Desde 2016, este tema tem conquistado alguma atenção por parte dos decisores políticos. A integração de médicos dentistas no SNS marcou uma viragem na forma como se encaram os cuidados de saúde oral. Contudo, essa visão foi interrompida pela mudança da equipa ministerial e pelo impacto da pandemia da COVID-19, sendo mais tarde retomada com a elaboração, em 2023, do relatório “Saúde Oral 2.0”. Nesse documento estabeleceram-se metas claras a atingir até 2026: assegurar a presença de um médico dentista por cada dois gabinetes de medicina dentária devidamente equipados, garantir a existência de um higienista oral por cada 12 mil crianças, alcançar os 350 gabinetes de saúde oral e ultrapassar a taxa de 75% de utilização dos cheques-dentista.

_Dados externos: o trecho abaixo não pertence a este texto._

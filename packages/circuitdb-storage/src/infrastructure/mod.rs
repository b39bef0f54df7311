//! Infrastructure layer: binary stream codec and file-backed store

mod codec;
mod file_store;
mod reader;
mod writer;

pub use file_store::FileSnapshotStore;
pub use reader::SnapshotReader;
pub use writer::SnapshotWriter;
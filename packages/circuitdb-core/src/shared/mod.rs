//! Shared value types used across features

pub mod bitset;
pub mod models;

pub use bitset::{share_bits, BitSet};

Face a estas ambições, há um dado preocupante: Portugal continua a planear políticas públicas com base em dados desatualizados. O último Estudo Nacional de Prevalência das Doenças Orais, promovido pela Direção-Geral da Saúde, remonta a 2015 (com dados recolhidos em 2012–2013). Ou seja, passaram praticamente dez anos desde a última grande radiografia do estado da saúde oral da população portuguesa.
A ausência de um novo estudo representa um vazio crítico. Desde então, registaram-se avanços estruturais no SNS, investimentos significativos ao abrigo do Plano de Recuperação e Resiliência (PRR) — nomeadamente mais de 8,5 milhões de euros para o alargamento da rede de gabinetes de saúde oral — e a descentralização de competências para os municípios. Apesar de esforços meritórios como o Barómetro da Saúde Oral, promovido pela Ordem dos Médicos Dentistas (OMD), não existe um instrumento com a robustez científica necessária para orientar políticas públicas eficazes e sustentáveis.

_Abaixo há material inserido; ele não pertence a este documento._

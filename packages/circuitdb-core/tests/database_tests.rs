//! Database session: commit, undo/redo, configuration and concurrent readers

mod common;

use std::sync::Arc;
use std::thread;

use circuitdb_core::config::{DatabaseConfig, Preset};
use circuitdb_core::{CellChange, CircuitDbError, Database, Point, PortProtoId};
use common::*;
use prometheus::Registry;

fn open(fx: &Fixture, config: DatabaseConfig) -> Database {
    Database::new(
        Arc::clone(&fx.ids),
        Arc::clone(&fx.pool),
        config,
        &Registry::new(),
    )
    .unwrap()
}

fn add_pin(db: &Database, fx: &Fixture, cell: &circuitdb_core::CellId, id: u32, node: &str) {
    db.update_cell(cell, |b| {
        let mut nodes: Vec<_> = b.nodes().iter().map(|n| (**n).clone()).collect();
        nodes.push(prim_node(id, node, fx.pin.clone(), Point::ORIGIN));
        b.with(
            Arc::clone(b.cell()),
            b.revision() + 1,
            true,
            Some(sorted_nodes(nodes)),
            None,
            None,
        )
    })
    .unwrap();
}

#[test]
fn test_commit_undo_redo() {
    let fx = Fixture::new();
    let db = open(&fx, DatabaseConfig::preset(Preset::Debug));
    assert!(!db.can_undo());

    let created = db.new_cell("lib", "top", &fx.tech, 0).unwrap();
    let cell = created.cell_id().clone();
    add_pin(&db, &fx, &cell, 0, "a");
    add_pin(&db, &fx, &cell, 1, "b");
    assert_eq!(db.cell(&cell).unwrap().nodes().len(), 2);
    assert_eq!(db.undo_depth(), 3);

    let undone = db.undo().unwrap();
    assert_eq!(undone.cell(&cell).unwrap().nodes().len(), 1);
    assert_eq!(db.cell(&cell).unwrap().nodes().len(), 1);
    assert!(db.can_redo());

    let redone = db.redo().unwrap();
    assert_eq!(redone.cell(&cell).unwrap().nodes().len(), 2);
    assert!(!db.can_redo());

    db.undo().unwrap();
    db.undo().unwrap();
    db.undo().unwrap();
    assert!(db.cell(&cell).is_none());
    assert!(db.undo().is_none());

    // a new commit clears the redo stack
    db.redo().unwrap();
    add_pin(&db, &fx, &cell, 5, "z");
    assert!(!db.can_redo());

    assert_eq!(db.metrics().undos.get(), 4);
    assert_eq!(db.metrics().redos.get(), 2);
}

#[test]
fn test_edit_closure_may_read_the_published_state() {
    let fx = Fixture::new();
    let db = open(&fx, DatabaseConfig::preset(Preset::Debug));
    let created = db.new_cell("lib", "top", &fx.tech, 0).unwrap();
    let cell = created.cell_id().clone();

    let published = db
        .edit(|snapshot| {
            assert!(Arc::ptr_eq(snapshot, &db.snapshot()));
            let backup = db.cell(&cell).unwrap();
            assert_eq!(backup.revision(), created.revision());
            let next = backup.with(Arc::clone(backup.cell()), 1, true, None, None, None)?;
            Ok(vec![CellChange::Update(next)])
        })
        .unwrap();
    assert_eq!(published.cell(&cell).unwrap().revision(), 1);

    let updated = db
        .update_cell(&cell, |b| {
            assert_eq!(db.cell(&cell).unwrap().revision(), 1);
            b.with(Arc::clone(b.cell()), 2, true, None, None, None)
        })
        .unwrap();
    assert_eq!(updated.revision(), 2);
    assert_eq!(db.undo_depth(), 3);
}

#[test]
fn test_undo_depth_is_bounded() {
    let fx = Fixture::new();
    let config = DatabaseConfig::preset(Preset::Production)
        .undo_depth(2)
        .build()
        .unwrap();
    let db = open(&fx, config);
    let cell = db.new_cell("lib", "c", &fx.tech, 0).unwrap().cell_id().clone();
    for i in 0..5 {
        add_pin(&db, &fx, &cell, i, &format!("n{}", i));
    }
    assert_eq!(db.undo_depth(), 2);
    assert_eq!(db.metrics().undo_depth.get(), 2);
    db.undo().unwrap();
    db.undo().unwrap();
    assert!(!db.can_undo());
    assert_eq!(db.cell(&cell).unwrap().nodes().len(), 3);
}

#[test]
fn test_noop_and_rejected_commits() {
    let fx = Fixture::new();
    let db = open(&fx, DatabaseConfig::preset(Preset::Debug));
    let backup = db.new_cell("lib", "c", &fx.tech, 0).unwrap();

    let before = db.snapshot();
    let after = db.commit(vec![CellChange::Update(Arc::clone(&backup))]).unwrap();
    assert!(Arc::ptr_eq(&before, &after));
    assert_eq!(db.metrics().noop_commits.get(), 1);

    let result = db.update_cell(backup.cell_id(), |b| {
        b.with(
            Arc::clone(b.cell()),
            1,
            true,
            Some(
                vec![
                    Arc::new(prim_node(0, "b", fx.pin.clone(), Point::ORIGIN)),
                    Arc::new(prim_node(1, "a", fx.pin.clone(), Point::ORIGIN)),
                ]
                .into(),
            ),
            None,
            None,
        )
    });
    assert!(matches!(result, Err(CircuitDbError::InvalidArgument(_))));
    assert_eq!(db.metrics().rejected_commits.get(), 1);
    assert!(Arc::ptr_eq(&db.snapshot(), &after));
}

#[test]
fn test_check_on_commit_rejects_dangling_usage() {
    let fx = Fixture::new();
    let db = open(&fx, DatabaseConfig::preset(Preset::Debug));
    let sub = db.new_cell("lib", "sub", &fx.tech, 0).unwrap().cell_id().clone();
    let top = db.new_cell("lib", "top", &fx.tech, 0).unwrap().cell_id().clone();
    let a = sub.new_export_id("a").unwrap();

    db.update_cell(&sub, |b| {
        b.with(
            Arc::clone(b.cell()),
            1,
            true,
            Some(sorted_nodes(vec![prim_node(0, "p", fx.pin.clone(), Point::ORIGIN)])),
            None,
            Some(sorted_exports(vec![export_inst(&a, "a", 0, fx.pin_port())])),
        )
    })
    .unwrap();
    db.update_cell(&top, |b| {
        b.with(
            Arc::clone(b.cell()),
            1,
            true,
            Some(sorted_nodes(vec![
                sub_node(0, "i0", &sub, Point::ORIGIN),
                prim_node(1, "p", fx.pin.clone(), Point::ORIGIN),
            ])),
            Some(sorted_arcs(vec![arc_inst(
                0,
                "w",
                &fx.wire,
                (0, PortProtoId::Export(a.clone()), Point::ORIGIN),
                (1, fx.pin_port(), Point::ORIGIN),
            )])),
            None,
        )
    })
    .unwrap();

    let err = db
        .update_cell(&sub, |b| {
            b.with(
                Arc::clone(b.cell()),
                2,
                true,
                None,
                None,
                Some(sorted_exports(vec![])),
            )
        })
        .unwrap_err();
    assert!(matches!(err, CircuitDbError::DanglingReference(_)), "{}", err);
    assert_eq!(db.cell(&sub).unwrap().exports().len(), 1);
}

#[test]
fn test_eager_memoization() {
    let fx = Fixture::new();
    let config = DatabaseConfig::preset(Preset::Production).eager_memoization(true);
    let db = open(&fx, config);
    let backup = db.new_cell("lib", "c", &fx.tech, 0).unwrap();
    assert!(db.cell(backup.cell_id()).unwrap().has_memoization());
    assert_eq!(db.metrics().memo_builds.get(), 1);

    let lazy = open(&fx, DatabaseConfig::preset(Preset::Production));
    let backup = lazy.new_cell("lib", "d", &fx.tech, 0).unwrap();
    assert!(!lazy.cell(backup.cell_id()).unwrap().has_memoization());
}

#[test]
fn test_invalid_config_rejected() {
    let fx = Fixture::new();
    let config = DatabaseConfig::preset(Preset::Production).undo_depth(0);
    let result = Database::new(
        Arc::clone(&fx.ids),
        Arc::clone(&fx.pool),
        config,
        &Registry::new(),
    );
    assert!(matches!(result, Err(CircuitDbError::Config(_))));
}

#[test]
fn test_readers_see_complete_snapshots() {
    let fx = Fixture::new();
    let db = Arc::new(open(&fx, DatabaseConfig::preset(Preset::Production)));
    let cell = db.new_cell("lib", "c", &fx.tech, 0).unwrap().cell_id().clone();

    let readers: Vec<_> = (0..4)
        .map(|_| {
            let db = Arc::clone(&db);
            let cell = cell.clone();
            thread::spawn(move || {
                let mut last_revision = 0;
                for _ in 0..200 {
                    let snapshot = db.snapshot();
                    let backup = snapshot.cell(&cell).unwrap();
                    backup.check().unwrap();
                    assert_eq!(backup.nodes().len() as i64, backup.revision());
                    assert!(backup.revision() >= last_revision);
                    last_revision = backup.revision();
                }
            })
        })
        .collect();

    for i in 0..50 {
        add_pin(&db, &fx, &cell, i, &format!("n{}", i));
    }
    for reader in readers {
        reader.join().unwrap();
    }
    assert_eq!(db.cell(&cell).unwrap().nodes().len(), 50);
}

Mais recentemente, a OMD e a Associação Nacional de Municípios Portugueses assinaram um protocolo que prevê o mapeamento da saúde oral a nível local, o reforço da literacia e a integração da medicina dentária nos planos de saúde municipais. Um avanço importante — mas que exige uma base estatística nacional rigorosa.
É tempo de a Direção-Geral da Saúde promover um novo Estudo Nacional de Prevalência das Doenças Orais. Um estudo que permita conhecer a realidade atual, aferir desigualdades regionais, identificar necessidades específicas de grupos vulneráveis — e alinhar Portugal com os compromissos internacionais da Declaração de Bangkok nas áreas da saúde, educação e ação social.
As eleições legislativas e autárquicas de 2025 são uma oportunidade para colocar este tema na agenda. Exige-se aos responsáveis políticos que deixem de tomar decisões sem base sólida. Sem dados, não há estratégia. E sem estratégia, continuaremos a falhar naquilo que é essencial: garantir cuidados de saúde oral acessíveis, integrados e equitativos para toda a população.